Start of AVAILABLE DATA

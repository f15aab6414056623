//! Debug-app commands

use colored::Colorize;

use super::CommandContext;
use crate::cli::DebugCommand;
use crate::error::{DifyChatError, Result};
use crate::overrides::{LocalOverrideStore, SaveOutcome};

/// Handle debug commands
pub async fn handle_debug(ctx: &CommandContext, command: DebugCommand) -> Result<()> {
    if let DebugCommand::Template = command {
        println!("{}", LocalOverrideStore::example_template());
        return Ok(());
    }

    let (workspace, _notices) = ctx.workspace()?;
    let overrides = workspace.overrides();

    match command {
        DebugCommand::Show => {
            if !overrides.is_debug_mode() {
                println!(
                    "{}",
                    "Debug mode is off; start with --debug to enter it.".yellow()
                );
            }
            let apps = overrides.stored_debug_apps()?;
            if apps.is_empty() {
                println!("{}", "No debug apps imported.".yellow());
            } else {
                println!("{}", serde_json::to_string_pretty(&apps)?);
            }
        }
        DebugCommand::Save { file } => {
            if !workspace.session().debug_editor_visible() {
                return Err(DifyChatError::Validation(
                    "Debug apps can only be edited in a session started with --debug".into(),
                )
                .into());
            }
            let text = std::fs::read_to_string(&file)?;
            match overrides.save_debug_apps(&text).await? {
                SaveOutcome::Cleared => println!("{}", "Debug apps cleared".green()),
                SaveOutcome::Saved(apps) => {
                    println!("{}", format!("Saved {} debug app(s)", apps.len()).green());
                    for app in apps {
                        println!("  {} {}", app.id.cyan(), app.display_name());
                    }
                }
            }
        }
        DebugCommand::Exit => {
            if overrides.exit_debug_mode()? {
                println!("{}", "Debug apps cleared; debug mode is pinned on".yellow());
            } else {
                println!("{}", "Left debug mode".green());
            }
        }
        DebugCommand::Template => {}
    }

    Ok(())
}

End of AVAILABLE DATA

**AIM OF THE EXERCISE:** Going through the listing, tally each line that contains "into", then state the total with no other text.

**ANSWER TO THIS PROBLEM:** 2